_Supplied entries_

Start of Block

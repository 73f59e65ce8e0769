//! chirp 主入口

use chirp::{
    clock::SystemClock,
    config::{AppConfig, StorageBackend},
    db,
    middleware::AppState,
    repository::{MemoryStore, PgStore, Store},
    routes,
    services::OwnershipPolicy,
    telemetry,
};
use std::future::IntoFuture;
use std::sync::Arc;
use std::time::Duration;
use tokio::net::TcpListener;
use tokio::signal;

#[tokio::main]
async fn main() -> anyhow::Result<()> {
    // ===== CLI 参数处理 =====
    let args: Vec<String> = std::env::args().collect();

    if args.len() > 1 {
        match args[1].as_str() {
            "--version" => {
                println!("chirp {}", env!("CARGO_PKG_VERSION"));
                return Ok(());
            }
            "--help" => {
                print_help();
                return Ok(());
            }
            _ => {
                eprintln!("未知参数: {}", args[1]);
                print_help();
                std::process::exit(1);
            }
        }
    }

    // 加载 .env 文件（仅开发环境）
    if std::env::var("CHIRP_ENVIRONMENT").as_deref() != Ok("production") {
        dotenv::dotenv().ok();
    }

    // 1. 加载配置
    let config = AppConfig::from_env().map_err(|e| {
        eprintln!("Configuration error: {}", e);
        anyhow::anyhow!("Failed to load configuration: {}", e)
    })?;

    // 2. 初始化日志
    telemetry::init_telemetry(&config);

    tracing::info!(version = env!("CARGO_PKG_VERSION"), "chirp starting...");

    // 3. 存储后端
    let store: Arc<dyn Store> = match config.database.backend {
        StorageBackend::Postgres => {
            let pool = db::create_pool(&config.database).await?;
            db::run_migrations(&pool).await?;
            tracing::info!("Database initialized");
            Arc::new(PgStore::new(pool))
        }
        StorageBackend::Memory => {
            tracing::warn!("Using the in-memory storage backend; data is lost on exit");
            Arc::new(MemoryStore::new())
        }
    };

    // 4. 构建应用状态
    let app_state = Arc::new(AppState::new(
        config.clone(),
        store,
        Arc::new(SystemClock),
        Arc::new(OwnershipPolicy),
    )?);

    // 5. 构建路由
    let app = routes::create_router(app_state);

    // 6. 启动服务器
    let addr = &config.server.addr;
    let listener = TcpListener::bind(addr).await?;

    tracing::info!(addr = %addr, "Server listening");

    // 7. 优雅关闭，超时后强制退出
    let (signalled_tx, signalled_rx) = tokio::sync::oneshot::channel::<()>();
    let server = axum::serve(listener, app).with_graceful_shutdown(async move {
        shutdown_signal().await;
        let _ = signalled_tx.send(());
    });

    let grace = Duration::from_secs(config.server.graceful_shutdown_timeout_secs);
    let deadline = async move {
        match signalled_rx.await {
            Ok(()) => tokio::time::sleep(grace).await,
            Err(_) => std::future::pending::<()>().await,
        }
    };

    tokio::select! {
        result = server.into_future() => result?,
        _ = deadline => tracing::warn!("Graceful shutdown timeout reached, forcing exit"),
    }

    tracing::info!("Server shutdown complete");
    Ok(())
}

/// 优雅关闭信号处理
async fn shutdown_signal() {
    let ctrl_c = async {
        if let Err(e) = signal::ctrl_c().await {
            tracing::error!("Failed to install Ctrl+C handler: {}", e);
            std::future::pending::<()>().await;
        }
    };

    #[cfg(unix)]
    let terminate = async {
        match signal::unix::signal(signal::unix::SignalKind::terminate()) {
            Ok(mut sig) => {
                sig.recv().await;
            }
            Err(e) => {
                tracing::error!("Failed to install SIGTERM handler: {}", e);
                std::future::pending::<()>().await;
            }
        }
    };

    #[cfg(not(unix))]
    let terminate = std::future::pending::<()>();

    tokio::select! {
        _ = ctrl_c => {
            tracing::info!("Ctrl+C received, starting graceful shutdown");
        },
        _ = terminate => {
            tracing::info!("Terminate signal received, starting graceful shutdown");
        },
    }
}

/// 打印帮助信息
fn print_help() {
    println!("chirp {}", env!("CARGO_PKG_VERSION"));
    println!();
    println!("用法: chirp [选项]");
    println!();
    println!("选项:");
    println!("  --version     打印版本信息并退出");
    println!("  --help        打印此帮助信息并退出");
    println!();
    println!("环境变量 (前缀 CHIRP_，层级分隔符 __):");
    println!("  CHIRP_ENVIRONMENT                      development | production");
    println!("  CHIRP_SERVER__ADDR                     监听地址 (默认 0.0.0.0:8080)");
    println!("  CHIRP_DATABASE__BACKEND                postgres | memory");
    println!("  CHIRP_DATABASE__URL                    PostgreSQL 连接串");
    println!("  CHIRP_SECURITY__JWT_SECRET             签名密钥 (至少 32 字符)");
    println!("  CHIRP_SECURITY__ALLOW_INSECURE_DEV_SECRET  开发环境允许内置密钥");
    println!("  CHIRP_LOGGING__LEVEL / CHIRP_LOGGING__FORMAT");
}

End of Block
Start of Block

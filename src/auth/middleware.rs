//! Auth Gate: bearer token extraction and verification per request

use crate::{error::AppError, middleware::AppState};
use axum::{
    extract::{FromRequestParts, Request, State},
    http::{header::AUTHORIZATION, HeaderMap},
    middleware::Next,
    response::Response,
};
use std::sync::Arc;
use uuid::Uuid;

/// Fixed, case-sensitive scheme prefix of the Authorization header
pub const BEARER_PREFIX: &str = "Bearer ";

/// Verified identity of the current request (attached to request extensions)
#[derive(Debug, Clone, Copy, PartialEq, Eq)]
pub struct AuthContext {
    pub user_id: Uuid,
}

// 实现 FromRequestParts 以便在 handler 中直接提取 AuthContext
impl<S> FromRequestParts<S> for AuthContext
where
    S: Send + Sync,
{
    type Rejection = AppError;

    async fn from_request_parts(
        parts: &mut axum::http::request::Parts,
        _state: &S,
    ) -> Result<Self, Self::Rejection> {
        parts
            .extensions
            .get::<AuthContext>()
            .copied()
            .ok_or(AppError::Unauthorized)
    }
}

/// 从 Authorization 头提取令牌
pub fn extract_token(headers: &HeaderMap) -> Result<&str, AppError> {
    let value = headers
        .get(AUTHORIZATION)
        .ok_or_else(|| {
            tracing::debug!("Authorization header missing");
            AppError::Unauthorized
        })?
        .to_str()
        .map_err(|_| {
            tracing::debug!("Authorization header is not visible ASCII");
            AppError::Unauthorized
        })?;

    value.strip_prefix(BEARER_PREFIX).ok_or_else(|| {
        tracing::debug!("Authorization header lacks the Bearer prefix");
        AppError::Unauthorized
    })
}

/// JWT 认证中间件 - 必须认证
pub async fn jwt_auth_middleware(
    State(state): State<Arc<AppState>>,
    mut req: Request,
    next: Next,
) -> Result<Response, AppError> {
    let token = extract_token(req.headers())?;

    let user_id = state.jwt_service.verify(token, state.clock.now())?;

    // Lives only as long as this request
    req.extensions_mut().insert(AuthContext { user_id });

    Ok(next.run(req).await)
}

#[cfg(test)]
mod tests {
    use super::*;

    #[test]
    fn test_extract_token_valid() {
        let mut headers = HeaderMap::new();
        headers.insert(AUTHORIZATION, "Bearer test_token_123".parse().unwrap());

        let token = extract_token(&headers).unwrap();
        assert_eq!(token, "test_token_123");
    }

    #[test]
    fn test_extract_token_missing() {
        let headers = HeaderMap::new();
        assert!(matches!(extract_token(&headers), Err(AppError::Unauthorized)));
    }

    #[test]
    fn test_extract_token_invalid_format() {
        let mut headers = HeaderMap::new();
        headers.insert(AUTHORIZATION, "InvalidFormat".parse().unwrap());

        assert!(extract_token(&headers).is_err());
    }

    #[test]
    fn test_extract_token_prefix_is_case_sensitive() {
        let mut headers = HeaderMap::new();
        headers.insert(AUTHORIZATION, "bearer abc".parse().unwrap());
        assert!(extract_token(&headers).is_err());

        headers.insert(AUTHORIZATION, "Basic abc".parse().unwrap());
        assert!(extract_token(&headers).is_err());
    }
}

End of Block
Start of Block

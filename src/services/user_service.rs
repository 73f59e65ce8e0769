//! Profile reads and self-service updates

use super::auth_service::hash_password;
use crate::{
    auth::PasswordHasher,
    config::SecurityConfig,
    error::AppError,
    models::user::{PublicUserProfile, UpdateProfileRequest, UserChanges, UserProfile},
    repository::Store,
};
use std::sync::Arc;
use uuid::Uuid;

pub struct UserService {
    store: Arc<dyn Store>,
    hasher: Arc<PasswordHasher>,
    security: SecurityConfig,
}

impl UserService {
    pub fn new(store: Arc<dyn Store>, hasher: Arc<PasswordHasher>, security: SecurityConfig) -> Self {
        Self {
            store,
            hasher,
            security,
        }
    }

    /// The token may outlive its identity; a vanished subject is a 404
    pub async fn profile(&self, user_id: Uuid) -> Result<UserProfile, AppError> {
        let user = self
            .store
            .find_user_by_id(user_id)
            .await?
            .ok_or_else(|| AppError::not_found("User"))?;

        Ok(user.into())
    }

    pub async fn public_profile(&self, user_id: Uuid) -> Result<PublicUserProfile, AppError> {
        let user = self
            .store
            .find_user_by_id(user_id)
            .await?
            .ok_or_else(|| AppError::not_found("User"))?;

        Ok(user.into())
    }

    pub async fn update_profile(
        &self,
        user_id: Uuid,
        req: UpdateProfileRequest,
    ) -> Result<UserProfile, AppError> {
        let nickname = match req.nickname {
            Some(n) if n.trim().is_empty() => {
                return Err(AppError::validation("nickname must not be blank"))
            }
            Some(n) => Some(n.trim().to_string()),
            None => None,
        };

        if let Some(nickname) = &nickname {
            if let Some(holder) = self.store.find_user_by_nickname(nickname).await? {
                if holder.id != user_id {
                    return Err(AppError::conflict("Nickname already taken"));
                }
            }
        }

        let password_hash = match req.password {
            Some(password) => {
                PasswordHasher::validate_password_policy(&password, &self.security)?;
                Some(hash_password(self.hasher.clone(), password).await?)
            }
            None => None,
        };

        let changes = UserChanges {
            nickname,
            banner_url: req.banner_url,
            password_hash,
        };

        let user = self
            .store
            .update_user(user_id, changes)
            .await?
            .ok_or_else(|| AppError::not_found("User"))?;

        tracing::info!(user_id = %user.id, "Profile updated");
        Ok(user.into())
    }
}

End of Block

_Assignment_
Please determine how many lines in the entries contain the word "exit" and reply with that figure alone.

_Exercise answer_
3